== INFORMATION SUPPLIED ==

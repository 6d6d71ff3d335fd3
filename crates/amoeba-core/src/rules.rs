//! Rule compilation.
//!
//! Three rule sets are derived from a clause model, once per instance:
//!
//! - **INTRA**: an active unit inhibits the other unit of its variable, so a
//!   variable can never settle on both values.
//! - **INTER**: for every literal of a clause, if the units falsifying all the
//!   *other* literals are active, the unit falsifying this literal is
//!   inhibited. A clause therefore cannot be driven to all-false.
//! - **CONTRA**: when INTER can inhibit both units of a variable, the union of
//!   the two premises becomes a rule that inhibits every unit in it. Without
//!   it a variable can freeze with neither unit allowed to grow.

use amoeba_base::{Clause, ClauseModel, Polarity, UnitId, Var};
use std::collections::{BTreeMap, HashSet};

/// `source` active forces inhibition of `target`.
#[derive(Debug, Clone, Copy, PartialEq, Eq, Hash)]
pub struct IntraRule {
    pub source: UnitId,
    pub target: UnitId,
}

/// Every unit in `premise` active forces inhibition of `target`.
///
/// The premise holds one falsifying unit per other literal of the clause, in
/// clause order. Only its contents matter, not the order.
#[derive(Debug, Clone, PartialEq, Eq, Hash)]
pub struct InterRule {
    pub premise: Vec<UnitId>,
    pub target: UnitId,
}

/// Every unit in `units` active forces inhibition of all of them.
///
/// `units` is sorted and free of duplicates, so rules compare as sets.
#[derive(Debug, Clone, PartialEq, Eq, Hash)]
pub struct ContraRule {
    pub units: Vec<UnitId>,
}

/// The compiled, immutable rule sets of one problem instance.
///
/// Shared read-only between any number of concurrent runs.
#[derive(Debug, Clone)]
pub struct RuleSet {
    num_vars: usize,
    pub intra: Vec<IntraRule>,
    pub inter: Vec<InterRule>,
    pub contra: Vec<ContraRule>,
}

impl RuleSet {
    /// Compiles all three rule sets for a clause model.
    pub fn compile(model: &ClauseModel) -> Self {
        let intra = compile_intra(model.num_vars());
        let inter = compile_inter(model.clauses());
        let contra = compile_contra(&inter);

        tracing::debug!(
            vars = model.num_vars(),
            intra = intra.len(),
            inter = inter.len(),
            contra = contra.len(),
            "compiled rule sets"
        );

        Self {
            num_vars: model.num_vars(),
            intra,
            inter,
            contra,
        }
    }

    /// Returns the number of variables the rules were compiled for.
    #[must_use]
    pub fn num_vars(&self) -> usize {
        self.num_vars
    }

    /// Returns the number of units the rules address.
    #[must_use]
    pub fn num_units(&self) -> usize {
        2 * self.num_vars
    }
}

/// Builds the INTRA rules: two per variable, one in each direction.
#[must_use]
pub fn compile_intra(num_vars: usize) -> Vec<IntraRule> {
    let mut rules = Vec::with_capacity(2 * num_vars);
    for var in (0..num_vars).map(Var::from_index) {
        let t = UnitId::true_unit(var);
        let f = UnitId::false_unit(var);
        rules.push(IntraRule { source: t, target: f });
        rules.push(IntraRule { source: f, target: t });
    }
    rules
}

/// Builds the INTER rules: one per literal of every clause.
#[must_use]
pub fn compile_inter(clauses: &[Clause]) -> Vec<InterRule> {
    let total = clauses.iter().map(Clause::len).sum();
    let mut rules = Vec::with_capacity(total);

    for clause in clauses {
        let falsifying: Vec<UnitId> = clause
            .literals()
            .iter()
            .map(|lit| lit.falsifying_unit())
            .collect();

        for (idx, &target) in falsifying.iter().enumerate() {
            let premise = falsifying[..idx]
                .iter()
                .chain(&falsifying[idx + 1..])
                .copied()
                .collect();
            rules.push(InterRule { premise, target });
        }
    }
    rules
}

/// Builds the CONTRA rules from the INTER rules.
///
/// INTER premises are grouped by target. For every variable targeted on both
/// polarities, each premise aimed at its true-unit is merged with each premise
/// aimed at its false-unit. Variables targeted on one polarity only yield
/// nothing. Merges that come out empty would never inhibit anything and are
/// skipped.
#[must_use]
pub fn compile_contra(inter: &[InterRule]) -> Vec<ContraRule> {
    let mut targets: BTreeMap<UnitId, Vec<&[UnitId]>> = BTreeMap::new();
    for rule in inter {
        targets.entry(rule.target).or_default().push(&rule.premise);
    }

    let mut seen = HashSet::new();
    let mut rules = Vec::new();

    for (unit, true_premises) in &targets {
        if unit.polarity() != Polarity::True {
            continue;
        }
        let Some(false_premises) = targets.get(&unit.sibling()) else {
            continue;
        };

        for p in true_premises {
            for q in false_premises {
                let mut units: Vec<UnitId> = p.iter().chain(q.iter()).copied().collect();
                units.sort_unstable();
                units.dedup();
                if !units.is_empty() && seen.insert(units.clone()) {
                    rules.push(ContraRule { units });
                }
            }
        }
    }
    rules
}

#[cfg(test)]
mod tests {
    use super::*;
    use proptest::prelude::*;

    fn var(id: u32) -> Var {
        Var::new(id).unwrap()
    }

    fn t(id: u32) -> UnitId {
        UnitId::true_unit(var(id))
    }

    fn f(id: u32) -> UnitId {
        UnitId::false_unit(var(id))
    }

    fn clauses(lits: &[&[i64]]) -> Vec<Clause> {
        lits.iter().map(|c| Clause::from_dimacs(c).unwrap()).collect()
    }

    fn sorted(mut units: Vec<UnitId>) -> Vec<UnitId> {
        units.sort_unstable();
        units
    }

    #[test]
    fn test_intra_pairs() {
        let rules = compile_intra(2);
        assert_eq!(rules.len(), 4);
        assert!(rules.contains(&IntraRule { source: t(1), target: f(1) }));
        assert!(rules.contains(&IntraRule { source: f(1), target: t(1) }));
        assert!(rules.contains(&IntraRule { source: t(2), target: f(2) }));
        assert!(rules.contains(&IntraRule { source: f(2), target: t(2) }));
    }

    #[test]
    fn test_inter_positive_clause() {
        let rules = compile_inter(&clauses(&[&[1, 2, 3]]));
        assert_eq!(rules.len(), 3);
        assert_eq!(rules[0].target, f(1));
        assert_eq!(sorted(rules[0].premise.clone()), vec![f(2), f(3)]);
        assert_eq!(rules[1].target, f(2));
        assert_eq!(sorted(rules[1].premise.clone()), vec![f(1), f(3)]);
        assert_eq!(rules[2].target, f(3));
        assert_eq!(sorted(rules[2].premise.clone()), vec![f(1), f(2)]);
    }

    #[test]
    fn test_inter_negated_literal_uses_true_unit() {
        let rules = compile_inter(&clauses(&[&[-1, 2, -3]]));
        assert_eq!(rules[0].target, t(1));
        assert_eq!(sorted(rules[0].premise.clone()), vec![f(2), t(3)]);
        assert_eq!(rules[2].target, t(3));
        assert_eq!(sorted(rules[2].premise.clone()), vec![t(1), f(2)]);
    }

    #[test]
    fn test_contra_needs_both_polarities() {
        // Only false-units are ever targeted.
        let inter = compile_inter(&clauses(&[&[1, 2, 3], &[1, -2, 3]]));
        let contra = compile_contra(&inter);
        // Variable 2 is targeted on both polarities: {f1,f3} -> t2 and {f1,f3} -> f2.
        assert_eq!(contra, vec![ContraRule { units: sorted(vec![f(1), f(3)]) }]);

        let inter = compile_inter(&clauses(&[&[1, 2, 3]]));
        assert!(compile_contra(&inter).is_empty());
    }

    #[test]
    fn test_contra_merges_every_pair() {
        let inter = compile_inter(&clauses(&[&[1, 2, 3], &[-1, 4, 5], &[-1, -4, 2]]));
        let contra = compile_contra(&inter);

        // Variable 1: t1 <- {f4,f5}, t1 <- {t4,f2}; f1 <- {f2,f3}.
        // Variable 4: t4 <- {t1,f2}; f4 <- {t1,f5}.
        let expected = vec![
            sorted(vec![f(4), f(5), f(2), f(3)]),
            sorted(vec![t(4), f(2), f(3)]),
            sorted(vec![t(1), f(2), f(5)]),
        ];
        let got: Vec<_> = contra.iter().map(|r| r.units.clone()).collect();
        assert_eq!(got.len(), expected.len());
        for rule in expected {
            assert!(got.contains(&rule), "missing {rule:?}");
        }
    }

    #[test]
    fn test_contra_deduplicates_as_sets() {
        // t1 has two premises listing {f2,f3} in different orders; both merge
        // with f1's premise to the same set.
        let inter = compile_inter(&clauses(&[&[1, 2, 3], &[-1, 2, 3], &[-1, 3, 2]]));
        let contra = compile_contra(&inter);
        assert_eq!(contra, vec![ContraRule { units: sorted(vec![f(2), f(3)]) }]);
    }

    #[test]
    fn test_rule_set_compile() {
        let model = ClauseModel::from_dimacs(4, &[vec![1, -2, 3], vec![2, 3, -4]]).unwrap();
        let rules = RuleSet::compile(&model);
        assert_eq!(rules.num_vars(), 4);
        assert_eq!(rules.num_units(), 8);
        assert_eq!(rules.intra.len(), 8);
        assert_eq!(rules.inter.len(), 6);
        assert_eq!(rules.contra.len(), 1);
    }

    fn arb_clauses() -> impl Strategy<Value = (usize, Vec<Vec<i64>>)> {
        (1usize..8).prop_flat_map(|num_vars| {
            let lit = (1..=num_vars as i64, any::<bool>())
                .prop_map(|(v, neg)| if neg { -v } else { v });
            let clause = prop::collection::vec(lit, 1..6);
            (Just(num_vars), prop::collection::vec(clause, 1..12))
        })
    }

    proptest! {
        #![proptest_config(ProptestConfig::with_cases(100))]

        #[test]
        fn prop_intra_count(num_vars in 0usize..200) {
            prop_assert_eq!(compile_intra(num_vars).len(), 2 * num_vars);
        }

        #[test]
        fn prop_inter_shape((num_vars, lits) in arb_clauses()) {
            let model = ClauseModel::from_dimacs(num_vars, &lits).unwrap();
            let inter = compile_inter(model.clauses());
            let total: usize = lits.iter().map(Vec::len).sum();
            prop_assert_eq!(inter.len(), total);

            let mut rules = inter.iter();
            for clause in &lits {
                for _ in clause {
                    let rule = rules.next().unwrap();
                    prop_assert_eq!(rule.premise.len(), clause.len() - 1);
                }
            }
        }

        #[test]
        fn prop_contra_well_formed((num_vars, lits) in arb_clauses()) {
            let model = ClauseModel::from_dimacs(num_vars, &lits).unwrap();
            let rules = RuleSet::compile(&model);

            let targeted: HashSet<UnitId> = rules.inter.iter().map(|r| r.target).collect();
            let both: HashSet<Var> = targeted
                .iter()
                .filter(|u| targeted.contains(&u.sibling()))
                .map(|u| u.var())
                .collect();
            if both.is_empty() {
                prop_assert!(rules.contra.is_empty());
            }

            // Every pairwise union of a true-unit premise with a false-unit
            // premise of the same variable, as sorted sets.
            let mut unions = HashSet::new();
            for p in &rules.inter {
                if p.target.polarity() != Polarity::True {
                    continue;
                }
                for q in rules.inter.iter().filter(|q| q.target == p.target.sibling()) {
                    let mut units: Vec<UnitId> =
                        p.premise.iter().chain(&q.premise).copied().collect();
                    units.sort_unstable();
                    units.dedup();
                    if !units.is_empty() {
                        unions.insert(units);
                    }
                }
            }
            let compiled: HashSet<Vec<UnitId>> =
                rules.contra.iter().map(|r| r.units.clone()).collect();
            prop_assert_eq!(compiled, unions);

            let unique: HashSet<&Vec<UnitId>> = rules.contra.iter().map(|r| &r.units).collect();
            prop_assert_eq!(unique.len(), rules.contra.len());
            for rule in &rules.contra {
                prop_assert!(rule.units.windows(2).all(|w| w[0] < w[1]));
                prop_assert!(rule.units.iter().all(|u| u.index() < rules.num_units()));
            }
        }
    }
}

===

GOAL OF THE EXERCISE:
Which of the lines in the data contain the string "RuleSet"? Return each one.

TASK ANSWER:
pub struct RuleSet {
impl RuleSet {
        let rules = RuleSet::compile(&model);
            let rules = RuleSet::compile(&model);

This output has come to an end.